Ibn Arabi further distinguished between different orders of tajalli. The first is tajalli dhati (essential self-disclosure), which is the eternal act by which God knows Himself. The second is tajalli sifati (attributive self-disclosure), through which the divine names become operative. The third is tajalli af’ali (self-disclosure in acts), which is the level of creation itself, the domain in which the effects of divine names appear as the things and events of the world.

The Fixed Archetypes

One of the most original elements in Ibn Arabi’s metaphysics is his doctrine of the a’yan thabita, the fixed or permanent archetypes. These are the essential realities of all things as they exist eternally in divine knowledge, prior to and independent of their manifestation in the created world.

Every created thing, from a grain of sand to a galaxy, from the simplest organism to the most complex human personality, has its archetype in the divine knowledge. These archetypes are not themselves created. They are the objects of God’s eternal self-knowledge, the “ideas” (in a sense not entirely remote from Plato’s, though the metaphysical context is fundamentally different) through which God knows what He will bring into being.

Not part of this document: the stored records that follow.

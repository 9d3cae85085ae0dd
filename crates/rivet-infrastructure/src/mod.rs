//! # Infrastructure Layer
//!
//! Cross-cutting technical concerns supporting the application and domain
//! layers.
//!
//! ### Configuration & DI
//! | Module | Description |
//! |--------|-------------|
//! | [`config`] | Figment-based configuration (defaults, TOML, `RIVET_*` env) |
//! | [`di`] | Container bootstrap wiring config, providers and connectors |
//! | [`constants`] | Centralized configuration constants |
//!
//! ### Observability
//! | Module | Description |
//! |--------|-------------|
//! | [`logging`] | Structured logging with tracing |
//! | [`error_ext`] | Context extension for foreign errors |

pub mod config;
pub mod constants;
pub mod di;
pub mod error_ext;
pub mod logging;

// Re-export commonly used types
pub use config::{AppConfig, ConfigLoader};
pub use di::{AppContext, Bootstrap, init_app};
pub use error_ext::ErrorContext;
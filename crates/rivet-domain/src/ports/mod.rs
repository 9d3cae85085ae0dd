//! Port contracts
//!
//! Traits implemented by transport providers and consumed by the
//! container. Class-level ports that depend on assembly types (modules,
//! connectors) live in the application layer.

pub mod remote;
pub mod sse;

pub use remote::{
    PropertyProvider, RemoteCall, RemoteFactory, RemoteFactoryProvider, RemoteInterface,
    RemoteProxy, RemoteTransport,
};
pub use sse::EventSink;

Creation, in this framework, is not production from nothing in the crude sense. It is the external manifestation (zuhur) of what was always known internally. God brings forth into sensory and temporal existence what was already present in His eternal knowledge. The a’yan thabita explain how creation can be both genuinely new (in its temporal manifestation) and eternally grounded (in divine knowledge).

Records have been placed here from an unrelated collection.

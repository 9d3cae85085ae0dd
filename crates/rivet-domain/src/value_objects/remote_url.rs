//! Remote URL and protocol value objects

use crate::constants::PROTOCOL_SEPARATOR;
use crate::error::{Error, Result};
use serde::{Deserialize, Serialize};
use std::fmt;
use std::str::FromStr;

/// Case-insensitive protocol token, stored lowercase
#[derive(Debug, Clone, PartialEq, Eq, Hash, PartialOrd, Ord, Serialize, Deserialize)]
#[serde(try_from = "String", into = "String")]
pub struct Protocol(String);

impl Protocol {
    /// Parse a protocol token
    ///
    /// A token starts with an ASCII letter followed by letters, digits,
    /// `+`, `-` or `.`.
    pub fn parse(token: &str) -> Result<Self> {
        let mut chars = token.chars();
        let valid = chars.next().is_some_and(|c| c.is_ascii_alphabetic())
            && chars.all(|c| c.is_ascii_alphanumeric() || matches!(c, '+' | '-' | '.'));
        if !valid {
            return Err(Error::invalid_argument(format!(
                "Invalid protocol token '{token}'"
            )));
        }
        Ok(Self(token.to_ascii_lowercase()))
    }

    /// Lowercase token
    pub fn as_str(&self) -> &str {
        &self.0
    }
}

impl fmt::Display for Protocol {
    fn fmt(&self, f: &mut fmt::Formatter<'_>) -> fmt::Result {
        f.write_str(&self.0)
    }
}

impl TryFrom<String> for Protocol {
    type Error = Error;

    fn try_from(value: String) -> Result<Self> {
        Self::parse(&value)
    }
}

impl From<Protocol> for String {
    fn from(value: Protocol) -> Self {
        value.0
    }
}

/// URL of a remote endpoint, split into protocol and address
#[derive(Debug, Clone, PartialEq, Eq, Hash)]
pub struct RemoteUrl {
    raw: String,
    protocol: Protocol,
}

impl RemoteUrl {
    /// Parse `protocol://address`
    pub fn parse(url: &str) -> Result<Self> {
        let trimmed = url.trim();
        let Some((scheme, address)) = trimmed.split_once(PROTOCOL_SEPARATOR) else {
            return Err(Error::invalid_url(url, "missing protocol separator"));
        };
        if address.is_empty() {
            return Err(Error::invalid_url(url, "empty address"));
        }
        let protocol =
            Protocol::parse(scheme).map_err(|_| Error::invalid_url(url, "invalid protocol"))?;
        Ok(Self {
            raw: trimmed.trim_end_matches('/').to_string(),
            protocol,
        })
    }

    /// Protocol of this URL
    pub fn protocol(&self) -> &Protocol {
        &self.protocol
    }

    /// Part after `protocol://`
    pub fn address(&self) -> &str {
        self.raw
            .split_once(PROTOCOL_SEPARATOR)
            .map_or("", |(_, address)| address)
    }

    /// Full URL without trailing slash
    pub fn as_str(&self) -> &str {
        &self.raw
    }

    /// Append path segments, separated by `/`
    pub fn join(&self, segments: &[&str]) -> String {
        let mut url = self.raw.clone();
        for segment in segments {
            url.push('/');
            url.push_str(segment.trim_matches('/'));
        }
        url
    }
}

impl FromStr for RemoteUrl {
    type Err = Error;

    fn from_str(s: &str) -> Result<Self> {
        Self::parse(s)
    }
}

impl fmt::Display for RemoteUrl {
    fn fmt(&self, f: &mut fmt::Formatter<'_>) -> fmt::Result {
        f.write_str(&self.raw)
    }
}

This doctrine also accounts for individuality. Each created thing is a unique mode of divine self-disclosure, reflecting a particular configuration of divine names that no other thing reflects in exactly the same way. No two things are redundant. Every blade of grass, every human soul, is irreplaceable because it manifests something about the divine reality that nothing else manifests. This is the metaphysical ground of the Quranic teaching that God “created you in different forms” (82:8) and that the diversity of creation is among the signs of God.

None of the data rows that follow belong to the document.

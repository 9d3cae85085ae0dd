//! # Rivet Domain Layer
//!
//! Core types and port contracts shared by every layer of the container.
//!
//! | Module | Description |
//! |--------|-------------|
//! | [`error`] | Domain error taxonomy and `Result` alias |
//! | [`constants`] | Annotation markers and protocol defaults |
//! | [`value_objects`] | Binding keys, scopes, capabilities, URLs, outbound events |
//! | [`ports`] | Remote invocation and event sink contracts |
//!
//! The domain layer holds no runtime state: registries, injectors and
//! transports live in the application and provider crates.

pub mod constants;
pub mod error;
pub mod ports;
pub mod value_objects;

pub use error::{Error, Result};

Barzakh: The Isthmus That Prevents Collapse

The concept of barzakh (isthmus) is quietly one of the most important elements in wahdat al-wujud, because it is the mechanism that prevents the framework from collapsing into pantheism.

A barzakh is a boundary that simultaneously separates and connects two realities. The Quran uses the term to describe the barrier between the two seas that meet but do not transgress (55:19-20) and the state between death and resurrection (23:100). Ibn Arabi extends the concept into a universal metaphysical principle: wherever two realities meet, there is a barzakh that maintains their distinction while allowing their relationship.

The human being is the supreme barzakh, standing between the divine and the creaturely, the spiritual and the material, the eternal and the temporal. The human heart is the meeting point of these polarities, and it is precisely this intermediate position that gives the human being the capacity to know both God and the world in a way that no other creature can.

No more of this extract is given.